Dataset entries

═══

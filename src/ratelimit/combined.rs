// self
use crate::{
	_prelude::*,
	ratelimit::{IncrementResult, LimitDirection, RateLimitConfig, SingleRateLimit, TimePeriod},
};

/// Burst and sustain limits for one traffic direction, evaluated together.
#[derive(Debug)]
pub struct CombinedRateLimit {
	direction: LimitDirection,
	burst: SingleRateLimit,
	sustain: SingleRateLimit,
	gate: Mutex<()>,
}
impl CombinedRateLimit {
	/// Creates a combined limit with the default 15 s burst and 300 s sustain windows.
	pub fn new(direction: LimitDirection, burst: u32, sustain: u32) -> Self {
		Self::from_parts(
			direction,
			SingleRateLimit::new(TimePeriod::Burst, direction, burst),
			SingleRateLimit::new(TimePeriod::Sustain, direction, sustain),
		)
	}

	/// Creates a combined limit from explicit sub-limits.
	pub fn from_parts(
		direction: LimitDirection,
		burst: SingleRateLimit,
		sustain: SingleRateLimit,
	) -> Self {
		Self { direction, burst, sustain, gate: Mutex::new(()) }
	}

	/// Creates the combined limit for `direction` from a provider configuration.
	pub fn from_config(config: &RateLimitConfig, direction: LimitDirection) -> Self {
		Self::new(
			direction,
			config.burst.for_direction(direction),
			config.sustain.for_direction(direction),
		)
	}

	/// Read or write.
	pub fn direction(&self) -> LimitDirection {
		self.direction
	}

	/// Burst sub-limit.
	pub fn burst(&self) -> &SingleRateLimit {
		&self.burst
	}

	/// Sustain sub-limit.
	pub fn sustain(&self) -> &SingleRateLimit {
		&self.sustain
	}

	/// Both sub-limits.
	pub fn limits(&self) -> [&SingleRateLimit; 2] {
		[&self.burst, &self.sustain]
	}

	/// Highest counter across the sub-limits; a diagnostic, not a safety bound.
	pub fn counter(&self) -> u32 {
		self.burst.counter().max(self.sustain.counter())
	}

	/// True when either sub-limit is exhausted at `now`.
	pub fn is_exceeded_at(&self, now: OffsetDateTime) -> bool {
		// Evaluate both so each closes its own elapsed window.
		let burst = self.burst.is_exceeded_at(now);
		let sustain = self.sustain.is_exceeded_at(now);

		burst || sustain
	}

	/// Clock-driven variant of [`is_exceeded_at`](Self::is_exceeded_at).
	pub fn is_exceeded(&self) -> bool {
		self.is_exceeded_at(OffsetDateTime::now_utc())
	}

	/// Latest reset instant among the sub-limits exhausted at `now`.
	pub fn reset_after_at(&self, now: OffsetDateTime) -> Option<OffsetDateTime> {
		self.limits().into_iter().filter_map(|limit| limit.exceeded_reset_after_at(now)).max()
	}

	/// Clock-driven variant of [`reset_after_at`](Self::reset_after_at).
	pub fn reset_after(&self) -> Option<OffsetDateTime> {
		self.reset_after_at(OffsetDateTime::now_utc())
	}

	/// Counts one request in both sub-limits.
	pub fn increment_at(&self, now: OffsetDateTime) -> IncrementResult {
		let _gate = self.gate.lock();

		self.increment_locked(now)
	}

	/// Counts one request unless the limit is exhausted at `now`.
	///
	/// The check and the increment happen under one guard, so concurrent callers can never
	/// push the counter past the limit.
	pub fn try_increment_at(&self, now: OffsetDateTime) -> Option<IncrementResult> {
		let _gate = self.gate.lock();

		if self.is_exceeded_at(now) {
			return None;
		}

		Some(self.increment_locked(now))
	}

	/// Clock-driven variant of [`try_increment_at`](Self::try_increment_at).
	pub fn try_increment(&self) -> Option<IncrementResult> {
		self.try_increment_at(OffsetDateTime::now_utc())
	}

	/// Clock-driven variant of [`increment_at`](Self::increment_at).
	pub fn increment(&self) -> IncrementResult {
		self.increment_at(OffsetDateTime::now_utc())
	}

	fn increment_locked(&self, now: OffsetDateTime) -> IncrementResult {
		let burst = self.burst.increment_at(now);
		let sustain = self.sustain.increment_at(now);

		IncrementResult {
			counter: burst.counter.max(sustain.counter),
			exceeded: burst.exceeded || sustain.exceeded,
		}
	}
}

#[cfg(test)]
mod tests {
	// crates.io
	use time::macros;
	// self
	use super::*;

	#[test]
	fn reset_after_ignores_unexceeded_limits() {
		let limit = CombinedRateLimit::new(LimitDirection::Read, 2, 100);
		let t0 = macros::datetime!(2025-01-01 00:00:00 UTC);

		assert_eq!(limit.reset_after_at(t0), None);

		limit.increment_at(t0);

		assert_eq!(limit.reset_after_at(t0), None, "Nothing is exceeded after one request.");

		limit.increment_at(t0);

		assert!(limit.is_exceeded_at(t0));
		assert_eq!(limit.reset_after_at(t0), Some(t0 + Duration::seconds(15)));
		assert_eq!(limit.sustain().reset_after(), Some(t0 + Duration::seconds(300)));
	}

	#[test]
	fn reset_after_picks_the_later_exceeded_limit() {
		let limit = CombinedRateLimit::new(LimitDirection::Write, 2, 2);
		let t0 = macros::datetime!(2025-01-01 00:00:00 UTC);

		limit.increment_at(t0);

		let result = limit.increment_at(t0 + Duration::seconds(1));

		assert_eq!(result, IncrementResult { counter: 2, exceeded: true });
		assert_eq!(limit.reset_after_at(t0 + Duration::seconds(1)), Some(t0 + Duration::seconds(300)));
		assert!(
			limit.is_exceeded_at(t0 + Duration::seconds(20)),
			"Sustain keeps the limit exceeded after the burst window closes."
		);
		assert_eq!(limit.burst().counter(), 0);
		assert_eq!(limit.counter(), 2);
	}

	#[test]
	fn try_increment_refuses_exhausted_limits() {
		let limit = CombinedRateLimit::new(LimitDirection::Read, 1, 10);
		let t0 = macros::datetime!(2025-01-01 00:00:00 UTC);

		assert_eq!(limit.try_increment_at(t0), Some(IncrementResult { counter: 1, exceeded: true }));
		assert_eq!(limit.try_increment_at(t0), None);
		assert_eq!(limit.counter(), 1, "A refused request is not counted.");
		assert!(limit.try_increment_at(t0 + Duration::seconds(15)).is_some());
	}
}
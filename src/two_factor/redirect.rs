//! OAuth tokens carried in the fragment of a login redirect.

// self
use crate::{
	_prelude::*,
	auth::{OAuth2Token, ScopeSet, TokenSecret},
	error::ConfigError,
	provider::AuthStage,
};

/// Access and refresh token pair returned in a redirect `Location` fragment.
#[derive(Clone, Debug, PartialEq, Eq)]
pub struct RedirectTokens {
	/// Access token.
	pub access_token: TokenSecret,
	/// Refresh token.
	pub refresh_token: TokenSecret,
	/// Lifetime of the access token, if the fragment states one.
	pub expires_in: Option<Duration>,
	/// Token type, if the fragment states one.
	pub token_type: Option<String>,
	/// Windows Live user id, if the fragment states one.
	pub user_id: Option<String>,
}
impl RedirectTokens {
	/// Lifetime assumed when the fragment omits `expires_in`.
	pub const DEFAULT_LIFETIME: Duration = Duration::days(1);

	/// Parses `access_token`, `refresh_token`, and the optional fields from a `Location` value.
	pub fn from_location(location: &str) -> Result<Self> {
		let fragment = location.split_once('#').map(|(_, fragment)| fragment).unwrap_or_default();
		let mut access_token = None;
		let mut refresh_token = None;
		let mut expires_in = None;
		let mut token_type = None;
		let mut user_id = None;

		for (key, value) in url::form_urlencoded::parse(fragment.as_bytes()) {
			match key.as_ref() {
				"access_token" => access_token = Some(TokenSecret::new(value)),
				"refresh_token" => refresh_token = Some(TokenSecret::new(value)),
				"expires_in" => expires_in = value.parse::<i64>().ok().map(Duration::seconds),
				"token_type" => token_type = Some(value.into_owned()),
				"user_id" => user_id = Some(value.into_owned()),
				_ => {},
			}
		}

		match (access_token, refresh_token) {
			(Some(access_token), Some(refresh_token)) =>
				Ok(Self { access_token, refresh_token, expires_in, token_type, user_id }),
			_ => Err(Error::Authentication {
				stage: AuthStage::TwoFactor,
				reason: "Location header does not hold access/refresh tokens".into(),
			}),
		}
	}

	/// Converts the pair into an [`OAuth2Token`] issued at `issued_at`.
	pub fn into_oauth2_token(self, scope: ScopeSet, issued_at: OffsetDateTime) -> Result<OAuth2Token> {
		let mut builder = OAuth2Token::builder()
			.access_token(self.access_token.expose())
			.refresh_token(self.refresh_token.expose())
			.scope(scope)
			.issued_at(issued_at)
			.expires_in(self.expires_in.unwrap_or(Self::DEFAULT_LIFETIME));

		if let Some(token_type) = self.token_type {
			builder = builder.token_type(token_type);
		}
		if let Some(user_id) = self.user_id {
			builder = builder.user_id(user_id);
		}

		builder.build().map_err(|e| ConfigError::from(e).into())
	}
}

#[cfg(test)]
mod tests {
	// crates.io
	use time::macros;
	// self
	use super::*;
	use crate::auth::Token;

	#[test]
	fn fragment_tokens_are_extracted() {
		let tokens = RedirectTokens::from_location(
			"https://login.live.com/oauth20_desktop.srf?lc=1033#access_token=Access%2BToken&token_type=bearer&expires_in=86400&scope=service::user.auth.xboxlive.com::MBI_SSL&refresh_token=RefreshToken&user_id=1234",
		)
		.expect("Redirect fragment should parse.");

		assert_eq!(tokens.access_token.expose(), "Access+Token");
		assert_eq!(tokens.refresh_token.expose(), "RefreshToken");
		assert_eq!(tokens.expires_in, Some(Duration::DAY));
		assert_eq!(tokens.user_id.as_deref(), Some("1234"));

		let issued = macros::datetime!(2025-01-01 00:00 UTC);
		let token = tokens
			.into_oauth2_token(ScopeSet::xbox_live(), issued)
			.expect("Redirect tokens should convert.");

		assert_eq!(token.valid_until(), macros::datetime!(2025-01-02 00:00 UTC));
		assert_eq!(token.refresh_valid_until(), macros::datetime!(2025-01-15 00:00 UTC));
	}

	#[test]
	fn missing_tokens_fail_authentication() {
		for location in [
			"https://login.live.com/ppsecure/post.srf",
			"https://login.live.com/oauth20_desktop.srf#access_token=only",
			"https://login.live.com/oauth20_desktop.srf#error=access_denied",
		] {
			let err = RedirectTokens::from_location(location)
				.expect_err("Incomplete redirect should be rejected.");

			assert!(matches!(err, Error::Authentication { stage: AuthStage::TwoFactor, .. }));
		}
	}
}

═══

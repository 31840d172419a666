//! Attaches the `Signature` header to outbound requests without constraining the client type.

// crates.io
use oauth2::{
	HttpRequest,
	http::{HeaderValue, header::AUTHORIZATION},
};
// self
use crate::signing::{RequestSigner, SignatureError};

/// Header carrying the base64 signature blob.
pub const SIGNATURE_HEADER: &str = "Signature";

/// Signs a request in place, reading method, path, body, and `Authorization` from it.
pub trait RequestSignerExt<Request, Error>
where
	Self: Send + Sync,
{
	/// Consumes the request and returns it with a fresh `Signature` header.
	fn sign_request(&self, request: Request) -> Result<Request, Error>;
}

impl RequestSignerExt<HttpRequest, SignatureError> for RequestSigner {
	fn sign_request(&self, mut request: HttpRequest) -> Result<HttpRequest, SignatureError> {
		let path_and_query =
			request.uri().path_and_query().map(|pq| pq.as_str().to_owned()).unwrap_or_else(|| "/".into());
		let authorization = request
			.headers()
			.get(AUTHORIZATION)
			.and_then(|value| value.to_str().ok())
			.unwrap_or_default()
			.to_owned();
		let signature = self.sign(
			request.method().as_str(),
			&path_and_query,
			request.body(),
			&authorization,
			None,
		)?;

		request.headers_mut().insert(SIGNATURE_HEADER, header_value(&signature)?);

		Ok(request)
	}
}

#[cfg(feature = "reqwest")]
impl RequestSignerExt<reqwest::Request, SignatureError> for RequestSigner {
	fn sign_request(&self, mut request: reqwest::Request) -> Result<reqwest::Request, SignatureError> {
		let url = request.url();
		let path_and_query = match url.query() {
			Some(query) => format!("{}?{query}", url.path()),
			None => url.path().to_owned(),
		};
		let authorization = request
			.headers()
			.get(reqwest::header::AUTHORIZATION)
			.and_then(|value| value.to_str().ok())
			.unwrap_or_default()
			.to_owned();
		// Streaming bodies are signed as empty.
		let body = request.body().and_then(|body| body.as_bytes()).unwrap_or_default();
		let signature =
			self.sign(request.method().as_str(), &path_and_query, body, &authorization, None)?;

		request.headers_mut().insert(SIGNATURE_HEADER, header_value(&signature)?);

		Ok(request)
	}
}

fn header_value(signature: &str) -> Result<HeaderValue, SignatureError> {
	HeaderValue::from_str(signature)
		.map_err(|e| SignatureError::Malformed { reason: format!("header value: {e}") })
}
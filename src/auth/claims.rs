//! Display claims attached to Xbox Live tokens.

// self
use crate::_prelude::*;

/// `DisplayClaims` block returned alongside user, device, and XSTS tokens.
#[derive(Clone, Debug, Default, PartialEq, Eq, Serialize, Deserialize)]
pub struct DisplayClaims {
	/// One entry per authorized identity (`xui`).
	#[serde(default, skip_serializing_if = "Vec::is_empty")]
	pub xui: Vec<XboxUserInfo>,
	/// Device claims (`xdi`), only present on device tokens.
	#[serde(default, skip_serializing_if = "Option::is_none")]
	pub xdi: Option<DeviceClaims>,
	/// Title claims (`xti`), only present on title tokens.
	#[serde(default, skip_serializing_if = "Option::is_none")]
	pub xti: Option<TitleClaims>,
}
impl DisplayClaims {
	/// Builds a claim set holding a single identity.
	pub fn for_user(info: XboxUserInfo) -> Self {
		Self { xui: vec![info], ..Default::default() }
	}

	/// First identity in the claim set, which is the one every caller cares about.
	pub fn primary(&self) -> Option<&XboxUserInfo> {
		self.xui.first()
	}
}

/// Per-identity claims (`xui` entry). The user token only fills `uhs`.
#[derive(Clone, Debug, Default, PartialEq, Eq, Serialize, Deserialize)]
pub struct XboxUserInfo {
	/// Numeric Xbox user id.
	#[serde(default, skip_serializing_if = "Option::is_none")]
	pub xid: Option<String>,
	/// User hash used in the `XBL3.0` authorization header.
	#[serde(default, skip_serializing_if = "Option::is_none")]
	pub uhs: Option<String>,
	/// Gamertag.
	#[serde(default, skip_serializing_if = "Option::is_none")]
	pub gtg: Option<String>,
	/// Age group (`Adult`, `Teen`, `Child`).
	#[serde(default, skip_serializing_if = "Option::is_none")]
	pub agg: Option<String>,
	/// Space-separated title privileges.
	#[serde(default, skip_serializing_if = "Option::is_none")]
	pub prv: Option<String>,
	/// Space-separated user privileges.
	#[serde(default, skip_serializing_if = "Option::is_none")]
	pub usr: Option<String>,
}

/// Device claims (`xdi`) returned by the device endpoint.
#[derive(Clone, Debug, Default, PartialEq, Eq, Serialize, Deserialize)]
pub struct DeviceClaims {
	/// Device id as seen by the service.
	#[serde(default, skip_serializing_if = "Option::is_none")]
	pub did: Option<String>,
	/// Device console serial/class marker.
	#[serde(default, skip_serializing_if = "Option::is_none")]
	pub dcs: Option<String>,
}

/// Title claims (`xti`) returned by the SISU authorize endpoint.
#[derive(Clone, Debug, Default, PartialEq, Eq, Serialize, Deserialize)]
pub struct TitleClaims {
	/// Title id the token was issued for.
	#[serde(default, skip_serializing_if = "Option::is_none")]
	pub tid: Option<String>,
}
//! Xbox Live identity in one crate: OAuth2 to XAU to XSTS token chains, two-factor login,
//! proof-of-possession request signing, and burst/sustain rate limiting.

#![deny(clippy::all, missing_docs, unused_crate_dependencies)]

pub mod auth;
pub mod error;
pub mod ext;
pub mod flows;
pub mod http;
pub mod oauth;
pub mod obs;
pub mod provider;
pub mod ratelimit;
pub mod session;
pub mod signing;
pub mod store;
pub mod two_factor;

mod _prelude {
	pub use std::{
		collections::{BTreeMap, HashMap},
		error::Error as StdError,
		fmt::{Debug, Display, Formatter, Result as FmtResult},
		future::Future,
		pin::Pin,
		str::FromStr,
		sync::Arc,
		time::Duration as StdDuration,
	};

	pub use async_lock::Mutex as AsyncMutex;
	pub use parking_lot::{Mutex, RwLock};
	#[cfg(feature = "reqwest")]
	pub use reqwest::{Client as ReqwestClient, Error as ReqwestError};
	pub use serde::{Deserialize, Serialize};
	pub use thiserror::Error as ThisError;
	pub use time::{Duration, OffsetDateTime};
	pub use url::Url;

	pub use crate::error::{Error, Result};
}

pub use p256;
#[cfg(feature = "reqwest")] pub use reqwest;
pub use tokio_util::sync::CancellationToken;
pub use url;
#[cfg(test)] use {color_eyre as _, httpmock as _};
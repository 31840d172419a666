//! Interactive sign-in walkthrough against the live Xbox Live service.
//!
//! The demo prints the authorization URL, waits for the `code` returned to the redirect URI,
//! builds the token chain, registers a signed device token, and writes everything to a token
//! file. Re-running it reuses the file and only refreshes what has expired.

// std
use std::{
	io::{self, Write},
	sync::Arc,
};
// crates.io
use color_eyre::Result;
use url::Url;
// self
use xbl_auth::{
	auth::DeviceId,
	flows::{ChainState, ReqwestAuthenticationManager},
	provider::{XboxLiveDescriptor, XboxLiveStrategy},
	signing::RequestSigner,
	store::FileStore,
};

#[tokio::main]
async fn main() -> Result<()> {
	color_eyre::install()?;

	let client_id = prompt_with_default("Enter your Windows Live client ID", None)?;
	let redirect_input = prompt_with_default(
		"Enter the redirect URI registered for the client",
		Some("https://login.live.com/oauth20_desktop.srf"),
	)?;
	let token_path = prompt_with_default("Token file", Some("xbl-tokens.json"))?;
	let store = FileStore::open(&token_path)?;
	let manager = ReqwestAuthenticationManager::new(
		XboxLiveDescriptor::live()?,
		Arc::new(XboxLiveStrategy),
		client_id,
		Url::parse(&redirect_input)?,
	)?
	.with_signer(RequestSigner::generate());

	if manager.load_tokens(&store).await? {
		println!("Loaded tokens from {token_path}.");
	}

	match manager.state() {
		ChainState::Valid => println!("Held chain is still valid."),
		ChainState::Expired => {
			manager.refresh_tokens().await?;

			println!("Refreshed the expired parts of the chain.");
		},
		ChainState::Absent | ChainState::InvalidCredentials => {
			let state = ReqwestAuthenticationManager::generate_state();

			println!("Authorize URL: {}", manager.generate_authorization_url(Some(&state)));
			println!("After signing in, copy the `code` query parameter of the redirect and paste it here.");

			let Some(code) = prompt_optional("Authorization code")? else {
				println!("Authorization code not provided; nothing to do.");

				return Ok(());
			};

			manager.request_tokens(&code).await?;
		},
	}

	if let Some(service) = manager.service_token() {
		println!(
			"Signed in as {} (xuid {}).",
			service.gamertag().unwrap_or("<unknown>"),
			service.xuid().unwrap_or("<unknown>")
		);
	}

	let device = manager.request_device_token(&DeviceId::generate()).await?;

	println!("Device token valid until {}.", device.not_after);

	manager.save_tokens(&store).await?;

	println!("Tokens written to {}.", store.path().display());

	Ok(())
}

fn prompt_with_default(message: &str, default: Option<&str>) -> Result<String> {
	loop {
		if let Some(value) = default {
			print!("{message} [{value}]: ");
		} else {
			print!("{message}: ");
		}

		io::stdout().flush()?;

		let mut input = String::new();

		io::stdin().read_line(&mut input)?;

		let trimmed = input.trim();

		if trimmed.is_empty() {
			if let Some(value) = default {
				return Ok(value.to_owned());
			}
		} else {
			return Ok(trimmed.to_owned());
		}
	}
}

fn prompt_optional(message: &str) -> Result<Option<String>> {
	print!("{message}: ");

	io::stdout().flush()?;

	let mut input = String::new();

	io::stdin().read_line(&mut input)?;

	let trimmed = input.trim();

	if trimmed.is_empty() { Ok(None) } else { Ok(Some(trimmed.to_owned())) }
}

═══

## What is being asked
Only a number is needed here: the count of lines above that hold the string "store".

## Answer space
6